Luzon is the largest island in the Philippines and lies at the north of the group of islands. These pine forests are found at elevations over 1000 m in the Cordillera Central mountains in the north of the island, where they are mixed in with areas of Luzon montane rain forests especially at the northern end of the range. The Cordillera Central includes Luzon's highest peak Mount Pulag along with other high peaks such as Mount Puguis, Mount Polis and Mount Data. Pine forests are also found in the Zambales Mountains of west-central Luzon, particularly in Mount Tapulao and Mount Redondo near Subic, Zambales.

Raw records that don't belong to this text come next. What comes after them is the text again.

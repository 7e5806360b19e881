use std::path::PathBuf;
use std::sync::Arc;

use crate::metadata::MetadataSource;
use crate::task::{Outcome, Stage};
use crate::types::MetadataItem;

pub struct MetadataStage {
    source: Arc<dyn MetadataSource>,
}

impl MetadataStage {
    pub fn new(source: Arc<dyn MetadataSource>) -> Self {
        Self { source }
    }
}

impl Stage for MetadataStage {
    type Input = PathBuf;
    type Output = MetadataItem;

    fn execute(&self, image: &PathBuf) -> Outcome<MetadataItem, PathBuf> {
        Outcome::one(MetadataItem {
            path: image.clone(),
            metadata: self.source.get_metadata(image),
        })
    }
}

Rainfall is high (over 2500 mm per year) but concentrated in the July/August monsoon with a long dry season from November to April.

==Flora==
Luzon has long been isolated from other land masses so a unique flora has developed. In this ecoregion Benguet pine (Pinus insularis) trees are thinly spread over the grasslands that cover the slopes. Regular fires in the dry season maintain the balance of pines and grassland and prevent other deciduous trees and shrubs from taking hold.

==Fauna==
There are a number of mammals endemic to the Cordillera Central, mainly species of mice and rats including large squirrel-like cloud rats. Three larger mammals of the forest are the Philippine long-tailed macaque (Macaca fascicularis), Philippine warty pig (Sus philippensis), and Malayan civet (Viverra tangalunga) all of which are vulnerable to forest clearance while the pig and the macaque are prey for hunters. Birds of the pine forest include the pine-nut eating common crossbill, which is found in pine forests all over the world.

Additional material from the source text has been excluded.